Only problem was that MANOVA had disappeared from the SPSS menus in a recent upgrade.
Another few weeks of research revealed that MANOVA was now available through the command line. I hate writing code for statistical analysis. I have had to do it, I know how to do it, but I hate doing it. And I hated every second of doing it then, especially as I couldn’t locate the syntax for the set of options that I wanted, and the output from the procedure looked entirely – not almost entirely, but entirely – different from all of the output I could find online (because I needed some guided help in interpreting the numbers).
I battled with this for maybe six weeks, hating it all the while. Then I got an new release of SPSS, and this one indicated that the MANOVA functionality had now been wrapped up into Multivariate General Linear Models.
This required another couple weeks of research before I was ready to run it. And run it I did, and socked the results into the paper, and we went the paper off.
The same paper that has now come back to haunt me. Because – in the intervening period – I bought a new computer and migrated all (or almost all) of the files over. And I have had to change e-mail platforms two times during the period (forced changes from work), and none of those transitions offered the option of neatly importing all of my old e-mails. The e-mails about stuff like how I ran the analysis, and which models we chose, and where the hell the numbers in the tables came from, basically. So I’ve got the old draft, the old data file (I think it is the right old file, but since there are four versions of it, it’s hard to tell). And all of this is from the fall of 2009.
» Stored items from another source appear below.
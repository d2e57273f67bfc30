use std::sync::Arc;
use std::time::Duration;

use futures_util::StreamExt;
use reqwest::header::{HeaderName, HeaderValue};
use reqwest::{Method, StatusCode, Url};
use tokio::time::Instant;
use tracing::{debug, warn};

use crate::clock::{wait_for_tick, Clock};
use crate::config::LoadTestConfig;
use crate::error::Result;
use crate::log_store::CapturedRequest;
use crate::summary::Signature;

/// Headers the HTTP stack or the session cookie jar own. Never replayed.
const MANAGED_HEADERS: &[&str] = &[
    "host",
    "content-length",
    "connection",
    "proxy-connection",
    "keep-alive",
    "transfer-encoding",
    "upgrade",
    "te",
    "trailer",
    "proxy-authorization",
    "cookie",
];

// =============================================================================
// Results
// =============================================================================

/// Outcome of one replayed request.
#[derive(Debug, Clone, PartialEq, Eq)]
pub struct RequestResult {
    pub method: String,
    pub url: String,
    /// `None` when no response was received.
    pub status_code: Option<u16>,
    /// Transport-level failure. Always the last result of its client.
    pub error: Option<String>,
    pub response_headers: Vec<(String, String)>,
    pub response_body: String,
    pub response_time: Duration,
    /// Clock tick at which the request went out.
    pub dispatch_tick: u64,
}

impl RequestResult {
    fn new(request: &CapturedRequest, dispatch_tick: u64) -> Self {
        Self {
            method: request.method.clone(),
            url: request.url.clone(),
            status_code: None,
            error: None,
            response_headers: Vec::new(),
            response_body: String::new(),
            response_time: Duration::ZERO,
            dispatch_tick,
        }
    }

    pub fn signature(&self) -> Signature {
        Signature {
            status_code: self.status_code,
            method: self.method.clone(),
            url: self.url.clone(),
        }
    }

    pub fn is_error(&self) -> bool {
        self.error.is_some()
    }

    /// Status line followed by one `Name: value` line per header.
    pub fn format_response_head(&self) -> String {
        let mut head = match self.status_code {
            Some(code) => {
                let reason = StatusCode::from_u16(code)
                    .ok()
                    .and_then(|status| status.canonical_reason())
                    .unwrap_or("");
                format!("HTTP {} {}", code, reason).trim_end().to_string()
            }
            None => "HTTP (no response)".to_string(),
        };
        for (name, value) in &self.response_headers {
            head.push_str("\r\n");
            head.push_str(name);
            head.push_str(": ");
            head.push_str(value);
        }
        head
    }
}

/// Everything one virtual client produced, in dispatch order.
#[derive(Debug, Clone, PartialEq, Eq)]
pub struct ClientResult {
    pub client_number: usize,
    /// Offset from test start at which the client was spawned.
    pub spawned_at: Duration,
    pub results: Vec<RequestResult>,
}

impl ClientResult {
    pub fn failed(&self) -> bool {
        self.results.last().is_some_and(RequestResult::is_error)
    }
}

// =============================================================================
// Virtual Client
// =============================================================================

/// One simulated user replaying the captured sequence with its own clock and
/// cookie jar.
pub struct VirtualClient {
    number: usize,
    spawned_at: Duration,
    clock: Arc<dyn Clock>,
    session: reqwest::Client,
    replay_headers: bool,
}

impl VirtualClient {
    pub fn new(
        number: usize,
        spawned_at: Duration,
        clock: Arc<dyn Clock>,
        config: &LoadTestConfig,
    ) -> Result<Self> {
        Ok(Self {
            number,
            spawned_at,
            clock,
            session: build_session(config)?,
            replay_headers: config.replay_headers,
        })
    }

    pub fn number(&self) -> usize {
        self.number
    }

    /// Replays `requests` in order, each no earlier than its recorded tick.
    /// Stops at the first transport failure.
    pub async fn run(self, requests: &[CapturedRequest]) -> ClientResult {
        self.clock.start();
        debug!("Client {} started", self.number);

        let mut results = Vec::with_capacity(requests.len());
        for (position, request) in requests.iter().enumerate() {
            if !wait_for_tick(self.clock.as_ref(), request.time).await {
                warn!(
                    "Client {} lost its clock before request {} was due",
                    self.number, position
                );
                break;
            }

            let result = self.dispatch(request).await;
            if let Some(error) = &result.error {
                warn!(
                    "Client {} request {} {} {} failed: {}",
                    self.number, position, result.method, result.url, error
                );
                results.push(result);
                break;
            }
            results.push(result);
        }

        self.clock.stop();
        debug!("Client {} finished after {} requests", self.number, results.len());

        ClientResult {
            client_number: self.number,
            spawned_at: self.spawned_at,
            results,
        }
    }

    async fn dispatch(&self, request: &CapturedRequest) -> RequestResult {
        let mut result = RequestResult::new(request, self.clock.current());
        debug!(
            "Client {} dispatching {} {} at tick {}",
            self.number, request.method, request.url, result.dispatch_tick
        );

        let start = Instant::now();
        if let Err(error) = self.send(request, &mut result).await {
            result.error = Some(error);
        }
        result.response_time = start.elapsed();
        result
    }

    async fn send(
        &self,
        request: &CapturedRequest,
        result: &mut RequestResult,
    ) -> std::result::Result<(), String> {
        let method = Method::from_bytes(request.method.as_bytes())
            .map_err(|e| format!("invalid method {:?}: {}", request.method, e))?;
        let url = Url::parse(&request.url).map_err(|e| format!("invalid URL: {}", e))?;

        let mut builder = self.session.request(method, url);
        if self.replay_headers {
            for (name, value) in replayable_headers(request) {
                builder = builder.header(name, value);
            }
        }
        if !request.body.is_empty() {
            builder = builder.body(request.body.clone());
        }

        let response = builder.send().await.map_err(|e| e.to_string())?;
        result.status_code = Some(response.status().as_u16());
        result.response_headers = response
            .headers()
            .iter()
            .map(|(name, value)| {
                (
                    name.as_str().to_string(),
                    String::from_utf8_lossy(value.as_bytes()).into_owned(),
                )
            })
            .collect();

        let mut body = Vec::new();
        let mut chunks = response.bytes_stream();
        while let Some(chunk) = chunks.next().await {
            let chunk = chunk.map_err(|e| format!("failed to read response body: {}", e))?;
            body.extend_from_slice(&chunk);
        }
        result.response_body = String::from_utf8_lossy(&body).into_owned();
        Ok(())
    }
}

fn build_session(config: &LoadTestConfig) -> Result<reqwest::Client> {
    let mut builder = reqwest::Client::builder().cookie_store(true);
    if let Some(timeout) = config.request_timeout {
        builder = builder.timeout(timeout);
    }
    Ok(builder.build()?)
}

fn is_replayable_header(name: &str) -> bool {
    !MANAGED_HEADERS
        .iter()
        .any(|managed| managed.eq_ignore_ascii_case(name))
}

fn replayable_headers(request: &CapturedRequest) -> Vec<(HeaderName, HeaderValue)> {
    let mut headers = Vec::new();
    for (name, values) in &request.header {
        if !is_replayable_header(name) {
            continue;
        }
        let Ok(header_name) = HeaderName::from_bytes(name.as_bytes()) else {
            debug!("Skipping invalid header name {:?}", name);
            continue;
        };
        for value in values {
            match HeaderValue::from_str(value) {
                Ok(header_value) => headers.push((header_name.clone(), header_value)),
                Err(_) => debug!("Skipping invalid value for header {:?}", name),
            }
        }
    }
    headers
}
Now, this is actually pretty common, that you have to go back and work on statistical analyses that you performed back in the Dark Ages, so I’ve got a Master Plan for such occasions.
Step 1. Load up the data file.
Step 2. Re-run the analyses exactly as they were run for the last version.
Step 3. Check the output against the tables in the paper to make sure they are the same.
Then and only then can I start tinkering with the new stuff.
Naturally, due to the myriad sources of confusion discussed above, the output and the tables for this job are not the same. Which means I’m in the unenviable position of having to attempt to reconstruct, from the ground up, what the hell I did with this data two freaking years ago. Yeah, good luck with that, I’m hearing from you.
Where the hell can I find Mr. Peabody’s Way-Back Machine, that’s what I want to know.